Tweede toespraak van Bildad
Bildad zegt dat Job niet goed nadenkt
1Toen zei Bildad tegen Job:
2‘Hoe lang blijf je nog doorgaan met dat gepraat?
Denk eerst goed na, dan praten we verder.
3Waarom vind je ons dom,
waarom denk je dat wij er niets van begrijpen?
4Job, jij bent verschrikkelijk boos.
Maar mensen die lijden, zijn slecht.
Dat is zeker! Dat kun jij niet veranderen!
Met slechte mensen loopt het fout af
5Dit moet je goed weten:
Iemand die slecht is, gaat dood.
Zijn geluk gaat voorbij, het komt niet terug.

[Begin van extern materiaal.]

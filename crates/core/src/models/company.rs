//! Tenant entities: companies and their stores

use chrono::{DateTime, Utc};
use serde::{Deserialize, Serialize};
use uuid::Uuid;

/// A tenant of the platform
#[derive(Debug, Clone, Serialize, Deserialize, PartialEq)]
pub struct Company {
    pub id: Uuid,
    pub name: String,
    pub logo: Option<String>,
    /// Fixed at creation; never patched afterwards
    pub settings: CompanySettings,
    pub created_at: DateTime<Utc>,
    pub updated_at: DateTime<Utc>,
}

/// Per-tenant settings, applied as defaults when the company is created
#[derive(Debug, Clone, Serialize, Deserialize, PartialEq)]
pub struct CompanySettings {
    /// Price-tier group this company belongs to, if any
    pub price_tier_id: Option<Uuid>,

    /// Display label for the points currency
    pub points_label: String,

    /// Whether members of this company may schedule gift orders
    pub gifting_enabled: bool,
}

impl Default for CompanySettings {
    fn default() -> Self {
        Self {
            price_tier_id: None,
            points_label: "pontos".to_string(),
            gifting_enabled: true,
        }
    }
}

/// Create company payload
#[derive(Debug, Clone, Default, Serialize, Deserialize)]
pub struct CompanyCreate {
    pub name: String,
    pub logo: Option<String>,
    /// Optional settings; defaults are applied when absent
    pub settings: Option<CompanySettings>,
}

/// Update company payload (settings are immutable and intentionally absent)
#[derive(Debug, Clone, Default, Serialize, Deserialize)]
pub struct CompanyPatch {
    pub name: Option<String>,
    pub logo: Option<String>,
}

/// A storefront owned by a company
#[derive(Debug, Clone, Serialize, Deserialize, PartialEq)]
pub struct Store {
    pub id: Uuid,
    pub company_id: Uuid,
    pub name: String,
    pub created_at: DateTime<Utc>,
}

/// Create store payload
#[derive(Debug, Clone, Serialize, Deserialize)]
pub struct StoreCreate {
    pub company_id: Uuid,
    pub name: String,
}
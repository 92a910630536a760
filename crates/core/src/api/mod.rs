//! In-process boundary calls
//!
//! The HTTP request-handling layer lives outside this crate; these calls
//! carry the same semantics it surfaces, including pagination envelopes,
//! localized field mapping, and the sync trigger contract.

use crate::errors::{AppError, Result};
use crate::models::{
    BaseProduct, BaseProductPatch, EffectiveProduct, GiftItem, GiftOrder, GiftRequest,
    ProductFilter, SyncRunResult, SyncType,
};
use crate::store::AppStore;
use chrono::{DateTime, NaiveDate, Utc};
use serde::{Deserialize, Serialize};
use serde_json::Value;
use uuid::Uuid;
use validator::Validate;

/// Query for the paginated resolved catalog
#[derive(Debug, Clone, Default, Deserialize)]
pub struct ProductQuery {
    pub page: Option<usize>,
    pub per_page: Option<usize>,
    pub search: Option<String>,
    pub category: Option<String>,
    /// Tenant scope; absent means the base catalog view
    pub company_id: Option<Uuid>,
}

#[derive(Debug, Clone, Serialize, Deserialize)]
pub struct Pagination {
    pub page: usize,
    pub per_page: usize,
    pub total: usize,
    pub total_pages: usize,
}

#[derive(Debug, Clone, Serialize, Deserialize)]
pub struct PageMeta {
    pub last_update: Option<DateTime<Utc>>,
}

/// One page of the resolved catalog
#[derive(Debug, Clone, Serialize, Deserialize)]
pub struct ProductPage {
    pub products: Vec<EffectiveProduct>,
    pub pagination: Pagination,
    pub meta: PageMeta,
}

/// List the resolved catalog with pagination
pub async fn list_products(store: &AppStore, query: ProductQuery) -> Result<ProductPage> {
    let filter = ProductFilter {
        category: query.category,
        search: query.search,
    };
    let listing = store.catalog.list_effective(query.company_id, &filter).await?;

    let per_page = store.config.clamp_page_size(query.per_page);
    let page = query.page.unwrap_or(1).max(1);
    let total = listing.len();
    let total_pages = total.div_ceil(per_page);

    let products = listing
        .into_iter()
        .skip((page - 1) * per_page)
        .take(per_page)
        .collect();

    Ok(ProductPage {
        products,
        pagination: Pagination {
            page,
            per_page,
            total,
            total_pages,
        },
        meta: PageMeta {
            last_update: store.catalog.last_update().await,
        },
    })
}

/// Response for a field-mapped product update
#[derive(Debug, Serialize)]
pub struct ProductUpdateResponse {
    pub success: bool,
    pub product: BaseProduct,
}

/// Update a product from localized field names.
///
/// Accepts the pt-BR names the storefront sends (`nome`, `descricao`,
/// `preco`, `estoque`, `categoria`) as well as the canonical ones; unknown
/// fields are ignored, ill-typed values rejected.
pub async fn update_product_localized(
    store: &AppStore,
    id: Uuid,
    fields: &serde_json::Map<String, Value>,
) -> Result<ProductUpdateResponse> {
    let mut patch = BaseProductPatch::default();

    for (key, value) in fields {
        match key.as_str() {
            "nome" | "name" => patch.name = Some(expect_string(key, value)?),
            "descricao" | "description" => patch.description = Some(expect_string(key, value)?),
            "categoria" | "category" => patch.category = Some(expect_string(key, value)?),
            "preco" | "price" => patch.price = Some(expect_integer(key, value)?),
            "estoque" | "stock" => patch.stock = Some(expect_integer(key, value)?),
            "sku" => patch.sku = Some(expect_string(key, value)?),
            "ncm" => patch.ncm = Some(expect_string(key, value)?),
            _ => {}
        }
    }

    let product = store.catalog.update_base_product(id, patch).await?;
    Ok(ProductUpdateResponse {
        success: true,
        product,
    })
}

fn expect_string(key: &str, value: &Value) -> Result<String> {
    value
        .as_str()
        .map(str::to_string)
        .ok_or_else(|| AppError::InvalidFormat {
            message: format!("field {key} must be a string"),
        })
}

fn expect_integer(key: &str, value: &Value) -> Result<i64> {
    value.as_i64().ok_or_else(|| AppError::InvalidFormat {
        message: format!("field {key} must be an integer"),
    })
}

/// Request to schedule gift orders
#[derive(Debug, Clone, Deserialize, Validate)]
pub struct GiftScheduleRequest {
    pub company_id: Uuid,

    #[validate(email)]
    pub sender_email: String,

    #[validate(length(min = 1, message = "at least one recipient is required"))]
    pub recipients: Vec<String>,

    #[validate(length(min = 1, message = "at least one item is required"))]
    pub items: Vec<GiftItem>,

    pub scheduled_date: Option<NaiveDate>,

    pub message: Option<String>,
}

#[derive(Debug, Serialize)]
pub struct GiftScheduleResponse {
    pub success: bool,
    pub orders: Vec<GiftOrder>,
}

/// Schedule one gift order per recipient
pub async fn schedule_gifts(
    store: &AppStore,
    request: GiftScheduleRequest,
) -> Result<GiftScheduleResponse> {
    request.validate()?;

    let orders = store
        .gifts
        .schedule(GiftRequest {
            company_id: request.company_id,
            sender_email: request.sender_email,
            recipients: request.recipients,
            items: request.items,
            scheduled_date: request.scheduled_date,
            message: request.message,
        })
        .await?;

    Ok(GiftScheduleResponse {
        success: true,
        orders,
    })
}

/// Body of a sync trigger
#[derive(Debug, Clone, Deserialize)]
pub struct SyncRequest {
    #[serde(rename = "type")]
    pub sync_type: SyncType,
    pub product_ids: Option<Vec<String>>,
}

#[derive(Debug, Serialize)]
pub struct SyncResponse {
    pub success: bool,
    pub data: SyncRunResult,
}

/// Trigger a sync run against a supplier
pub async fn trigger_sync(
    store: &AppStore,
    supplier_id: Uuid,
    request: SyncRequest,
) -> Result<SyncResponse> {
    let data = store
        .suppliers
        .sync(supplier_id, request.sync_type, request.product_ids)
        .await?;

    Ok(SyncResponse {
        success: data.success,
        data,
    })
}
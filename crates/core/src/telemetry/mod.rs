//! Tracing initialization for processes embedding the core

use crate::config::ObservabilityConfig;
use tracing_subscriber::EnvFilter;

/// Initialize the global tracing subscriber.
///
/// `RUST_LOG` takes precedence over the configured log level. Safe to call
/// once per process; a second call returns without replacing the subscriber.
pub fn init_tracing(config: &ObservabilityConfig) {
    let filter = EnvFilter::try_from_default_env()
        .unwrap_or_else(|_| EnvFilter::new(config.log_level.clone()));

    let builder = tracing_subscriber::fmt()
        .with_env_filter(filter)
        .with_target(true);

    let result = if config.json_logging {
        builder.json().try_init()
    } else {
        builder.try_init()
    };

    if result.is_err() {
        tracing::debug!("tracing subscriber already initialized");
    }
}

#[cfg(test)]
mod tests {
    use super::*;
    use crate::config::AppConfig;

    #[test]
    fn test_init_is_idempotent() {
        let config = AppConfig::default();
        init_tracing(&config.observability);
        init_tracing(&config.observability);
    }
}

6Het wordt donker om hem heen,
het licht van het leven verdwijnt.
7Hij wordt bang, hij loopt onzeker.
Als hij iets wil doen, struikelt hij.
8Overal waar hij gaat, valt hij.
Elke stap brengt hem dichter bij de dood.
9Hij komt in groot gevaar,
hij kan er niet aan ontsnappen.
10Zijn vijanden jagen hem op,
ze willen hem in de val laten lopen.
11Alles om hem heen maakt hem bang,
angst achtervolgt hem.
12Van alle kanten komen rampen op hem af,
hij verliest al zijn kracht.
13Hij wordt doodziek.
Zijn huid gaat kapot,
zijn vingers en tenen vallen van zijn lichaam af.
14Thuis voelt hij zich veilig,
maar daar mag hij niet blijven.
Hij moet gaan, de verschrikkelijke dood wacht op hem.
15Een ander gaat in zijn huis wonen,
en alles wat van hem was, wordt vernietigd.
16Een slecht mens lijkt op een boom die doodgaat,
en die zijn wortels en zijn takken verliest.
Hij houdt op te bestaan.
17Niemand weet nog wie hij was,
niemand zal zijn naam nog kennen.
18Hij moet het licht van het leven achterlaten,
hij wordt het donker van de dood in gejaagd.
19Kinderen heeft hij niet,
hij laat niemand achter.
20Alle mensen schrikken hevig
als ze zien wat er met hem gebeurt.
21Want zo loopt het af met slechte mensen,
met iedereen die niet bij God wil horen.’